Ein schönes Grundstück ist schnell gefunden, doch die Tücken liegen oft tief im Boden oder versteckt im Kleingedruckten des Bebauungsplans. Als Bauingenieur sehe ich oft, dass unerwartete Kosten den Traum vom Haus schon vor dem ersten Spatenstich belasten. Hier sind die 5 Punkte, die Sie in Bayern und Baden-Württemberg unbedingt prüfen müssen.
Der Bebauungsplan (B-Plan): Was ist rechtlich möglich?
- GRZ (Grundflächenzahl): Sie gibt an, wie viel Prozent des Grundstücks Sie überbauen dürfen. Bei einer GRZ von 0,2 auf einem 500 m² Grundstück dürfen Haus und Garage maximal 100 m² Fläche einnehmen.
-
GFZ (Geschossflächenzahl): Sie bestimmt die gesamte Geschossfläche über alle Etagen hinweg.
-
Mein Experten-Tipp: "Prüfen Sie unbedingt die Dachform und Firsthöhen. Schreibt die Gemeinde ein Satteldach vor, wird es mit dem modernen Flachdach-Kubus schwierig. Passt die Firsthöhe nicht, fällt das geplante Vollgeschoss im Dachgeschoss weg.
Baugrund & Altlasten: Das Risiko unter der Grasnarbe
Was oberflächlich wie eine schöne Wiese aussieht, kann im Untergrund eine Kostenfalle sein.
-
Das Bodengutachten: Eine Investition von ca. 1.500 € bis 2.500 €, die Ihnen Zehntausende ersparen kann. Wir klären damit, ob wir auf massiven Fels stoßen oder ob drückendes Wasser eine teure "Weiße Wanne" für den Keller erforderlich macht.
-
Altlasten: Ein Blick in das Altlastenkataster ist Pflicht. Verunreinigter Boden durch frühere gewerbliche Nutzung kann Entsorgungskosten im hohen fünfstelligen Bereich nach sich ziehen.
Erschließung: "Baureif" ist nicht gleich "Voll erschlossen"

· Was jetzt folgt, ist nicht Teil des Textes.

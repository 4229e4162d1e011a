//! Pipeline orchestration.
//!
//! Stages run strictly in order: load -> geo enrich -> queries ->
//! denormalize -> persist. Every output of a run is handed to the table
//! store in a single call, so a failure at any stage leaves the previously
//! committed tables untouched.

use arrow::array::RecordBatch;
use serde::Serialize;
use std::time::Instant;
use tracing::info;

use wholesale_schema::{Dataset, Relation, TableName};
use wholesale_sinks::{TableArtifact, TableStore, TableWrite};

use crate::config::PipelineConfig;
use crate::convert::{relation_to_batch, tabular_to_batch, Tabular};
use crate::denorm::{denormalize, Denormalized, JoinDrops};
use crate::error::Result;
use crate::geo::{enrich_nations, CountryCodes, GeoOutcome};
use crate::integrity::{check_foreign_keys, OrphanCount};
use crate::queries::{
    cheapest_suppliers_per_part, run_queries, top_active_customers, top_suppliers_by_balance,
    ActiveCustomer, CheapestSupplier, QueryKind, QueryResults, TopSupplier,
};

/// Row count of one relation produced (or read) by a stage.
#[derive(Debug, Clone, PartialEq, Eq, Serialize)]
pub struct StageCount {
    pub table: String,
    pub rows: usize,
}

impl StageCount {
    fn new(table: impl Into<String>, rows: usize) -> Self {
        Self {
            table: table.into(),
            rows,
        }
    }
}

#[derive(Debug, Clone, Default, Serialize)]
pub struct GeoSummary {
    pub nations: usize,
    pub matched: usize,
    pub unmatched: Vec<String>,
    /// Reference names that mapped to more than one code
    pub ambiguous_reference_names: Vec<String>,
    pub skipped_reference_rows: usize,
}

impl GeoSummary {
    fn new(outcome: &GeoOutcome, codes: &CountryCodes) -> Self {
        Self {
            nations: outcome.rows.len(),
            matched: outcome.matched,
            unmatched: outcome.unmatched.clone(),
            ambiguous_reference_names: codes.ambiguous.clone(),
            skipped_reference_rows: codes.skipped_rows,
        }
    }
}

/// Outcome of `check`: the inputs load and validate.
#[derive(Debug, Clone, Serialize)]
pub struct CheckReport {
    pub sources: Vec<StageCount>,
    pub integrity: Vec<OrphanCount>,
}

/// Outcome of a full run.
#[derive(Debug, Clone, Serialize)]
pub struct RunReport {
    pub sources: Vec<StageCount>,
    pub geo: GeoSummary,
    pub queries: Vec<StageCount>,
    pub derived: Vec<StageCount>,
    pub drops: JoinDrops,
    pub integrity: Vec<OrphanCount>,
    pub artifacts: Vec<TableArtifact>,
    pub duration_ms: u64,
}

/// Rows of one analytical query.
#[derive(Debug, Clone, Serialize)]
#[serde(untagged)]
pub enum QueryOutput {
    ActiveCustomers(Vec<ActiveCustomer>),
    TopSuppliers(Vec<TopSupplier>),
    CheapestSuppliers(Vec<CheapestSupplier>),
}

impl QueryOutput {
    pub fn kind(&self) -> QueryKind {
        match self {
            QueryOutput::ActiveCustomers(_) => QueryKind::ActiveCustomers,
            QueryOutput::TopSuppliers(_) => QueryKind::TopSuppliers,
            QueryOutput::CheapestSuppliers(_) => QueryKind::CheapestSuppliers,
        }
    }

    pub fn len(&self) -> usize {
        match self {
            QueryOutput::ActiveCustomers(rows) => rows.len(),
            QueryOutput::TopSuppliers(rows) => rows.len(),
            QueryOutput::CheapestSuppliers(rows) => rows.len(),
        }
    }

    pub fn is_empty(&self) -> bool {
        self.len() == 0
    }

    pub fn to_batch(&self) -> Result<RecordBatch> {
        match self {
            QueryOutput::ActiveCustomers(rows) => tabular_to_batch(rows),
            QueryOutput::TopSuppliers(rows) => tabular_to_batch(rows),
            QueryOutput::CheapestSuppliers(rows) => tabular_to_batch(rows),
        }
    }
}

fn source_counts(dataset: &Dataset) -> Vec<StageCount> {
    dataset
        .row_counts()
        .into_iter()
        .map(|(table, rows)| StageCount::new(table.as_str(), rows))
        .collect()
}

pub struct Pipeline {
    config: PipelineConfig,
    store: TableStore,
}

impl Pipeline {
    pub fn new(config: PipelineConfig) -> Result<Self> {
        config.validate()?;
        let store = TableStore::new(config.store.root.clone());
        Ok(Self { config, store })
    }

    pub fn config(&self) -> &PipelineConfig {
        &self.config
    }

    pub fn store(&self) -> &TableStore {
        &self.store
    }

    /// Load and validate all eight source tables.
    pub fn load(&self) -> Result<Dataset> {
        let options = self.config.input.load_options()?;
        Ok(Dataset::load_dir(&self.config.input.dir, &options)?)
    }

    pub fn load_reference(&self) -> Result<CountryCodes> {
        CountryCodes::load(
            &self.config.input.reference_path(),
            self.config.input.reference_delimiter_byte()?,
        )
    }

    /// Load and validate without writing anything.
    pub fn check(&self) -> Result<CheckReport> {
        let dataset = self.load()?;
        let report = CheckReport {
            sources: source_counts(&dataset),
            integrity: check_foreign_keys(&dataset),
        };
        info!(tables = report.sources.len(), "Inputs are valid");
        Ok(report)
    }

    /// Run one analytical query over freshly loaded inputs. Nothing is written.
    pub fn query(&self, kind: QueryKind) -> Result<QueryOutput> {
        let dataset = self.load()?;
        let q = &self.config.queries;
        let output = match kind {
            QueryKind::ActiveCustomers => QueryOutput::ActiveCustomers(top_active_customers(
                &dataset.orders,
                &dataset.customers,
                q.active_window_days,
                q.top_customers,
            )),
            QueryKind::TopSuppliers => QueryOutput::TopSuppliers(top_suppliers_by_balance(
                &dataset.suppliers,
                &dataset.nations,
                q.top_suppliers,
            )),
            QueryKind::CheapestSuppliers => QueryOutput::CheapestSuppliers(
                cheapest_suppliers_per_part(&dataset.partsupps, q.cheapest_per_part),
            ),
        };
        info!(query = kind.table_name(), rows = output.len(), "Ran query");
        Ok(output)
    }

    /// The full pipeline. Either every output table is committed or none is.
    pub fn run(&self) -> Result<RunReport> {
        let started = Instant::now();

        let dataset = self.load()?;
        let integrity = check_foreign_keys(&dataset);

        let codes = self.load_reference()?;
        let geo = enrich_nations(&dataset.nations, &codes);

        let results = run_queries(
            &dataset.orders,
            &dataset.customers,
            &dataset.suppliers,
            &dataset.nations,
            &dataset.partsupps,
            &self.config.queries,
        );

        let denorm = denormalize(&dataset, &geo.rows);

        let writes = self.plan_writes(&dataset, &geo, &results, &denorm)?;
        let artifacts = self.store.write_tables(&writes)?;

        let report = RunReport {
            sources: source_counts(&dataset),
            geo: GeoSummary::new(&geo, &codes),
            queries: vec![
                StageCount::new(
                    QueryKind::ActiveCustomers.table_name(),
                    results.active_customers.len(),
                ),
                StageCount::new(QueryKind::TopSuppliers.table_name(), results.top_suppliers.len()),
                StageCount::new(
                    QueryKind::CheapestSuppliers.table_name(),
                    results.cheapest_suppliers.len(),
                ),
            ],
            derived: vec![
                StageCount::new("nation_mapped", geo.rows.len()),
                StageCount::new("cust_geo", denorm.cust_geo.len()),
                StageCount::new("supp_geo", denorm.supp_geo.len()),
                StageCount::new("order_lineitem", denorm.order_lineitem.len()),
                StageCount::new("part_partsupp", denorm.part_partsupp.len()),
                StageCount::new("fact_table", denorm.fact_table.len()),
            ],
            drops: denorm.drops,
            integrity,
            artifacts,
            duration_ms: started.elapsed().as_millis() as u64,
        };
        info!(
            tables = report.artifacts.len(),
            fact_rows = denorm.fact_table.len(),
            duration_ms = report.duration_ms,
            "Pipeline run complete"
        );
        Ok(report)
    }

    fn plan_writes(
        &self,
        dataset: &Dataset,
        geo: &GeoOutcome,
        results: &QueryResults,
        denorm: &Denormalized,
    ) -> Result<Vec<TableWrite>> {
        let export_csv = self.config.output.export_csv;
        let mut writes = Vec::new();

        for table in TableName::all() {
            let empty;
            let relation = match dataset.relations.get(&table) {
                Some(relation) => relation,
                None => {
                    empty = Relation::empty(table.schema());
                    &empty
                }
            };
            writes.push(self.relation_write(relation)?);
        }

        writes.push(self.tabular_write(&geo.rows, false)?);
        writes.push(self.tabular_write(&results.active_customers, export_csv)?);
        writes.push(self.tabular_write(&results.top_suppliers, export_csv)?);
        writes.push(self.tabular_write(&results.cheapest_suppliers, export_csv)?);
        if self.config.output.persist_intermediates {
            writes.push(self.tabular_write(&denorm.cust_geo, false)?);
            writes.push(self.tabular_write(&denorm.supp_geo, false)?);
            writes.push(self.tabular_write(&denorm.order_lineitem, false)?);
            writes.push(self.tabular_write(&denorm.part_partsupp, false)?);
        }
        writes.push(self.tabular_write(&denorm.fact_table, export_csv)?);
        Ok(writes)
    }

    fn relation_write(&self, relation: &Relation) -> Result<TableWrite> {
        let batch = relation_to_batch(relation)?;
        Ok(
            TableWrite::from_batch(self.config.store.table_ref(relation.name()), batch)
                .with_schema_hash(relation.schema.content_hash.clone()),
        )
    }

    fn tabular_write<T: Tabular>(&self, rows: &[T], export_csv: bool) -> Result<TableWrite> {
        let contract = T::contract();
        let batch = tabular_to_batch(rows)?;
        Ok(
            TableWrite::from_batch(self.config.store.table_ref(&contract.name), batch)
                .with_csv_export(export_csv)
                .with_schema_hash(contract.content_hash),
        )
    }
}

Lassen Sie sich nicht von Makler-Floskeln täuschen.
-
Liegen Wasser, Strom, Abwasser und Glasfaser bereits auf dem Grundstück (innere Erschließung) oder nur vorne in der Straße?
-
Achtung: Herstellungsbeiträge der Kommunen für Wasser und Kanal können oft erst Jahre nach dem Kauf als Bescheid ins Haus flattern. Wir prüfen im Vorfeld, ob diese Kosten bereits abgegolten sind.
Topografie: Die unterschätzte Hanglage
"Das Grundstück ist eigentlich eben" – diesen Satz höre ich oft. Bei der professionellen Vermessung entpuppen sich scheinbar kleine Unebenheiten oft als massiver Höhenunterschied. Deshalb empfehle ich schon im Rahmen der Entwurfsplanung eine Höhenaufnahme anfertigen zu lassen und nicht erst, wenn der Bauantrag erstellt wird.
-
Schon ein leichter Hang erfordert oft teure Stützmauern, zusätzliche Lichtschächte oder eine aufwendige Erddeponie (Abtransport von überschüssiger Erde).
-
Mein Rat: Planen Sie bei Hanglagen von Anfang an mit einem Keller, um das Gefälle technisch sinnvoll und wirtschaftlich zu nutzen.
Baulasten & Grundbuch: Wer redet noch mit?
Ein Blick in Abteilung II des Grundbuchs und in das Baulastenverzeichnis der Stadtverwaltung ist unumgänglich.
-
Gibt es Wegerechte für Nachbarn, die quer über Ihr Grundstück laufen?
-
Liegen Leitungsrechte der Stadtwerke vor, die ein Überbauen an bestimmten Stellen verhindern?
-
Solche Eintragungen können die Platzierung Ihres Hauses auf dem Grundstück massiv einschränken.
Fazit:
Unterschreiben Sie niemals unter Zeitdruck. Ein Grundstückskauf ist eine Entscheidung für Jahrzehnte. Ich biete meinen Kunden an, den Bebauungsplan kurz fachmännisch zu sichten, um böse Überraschungen beim Planungswunsch oder Genehmigung zu vermeiden.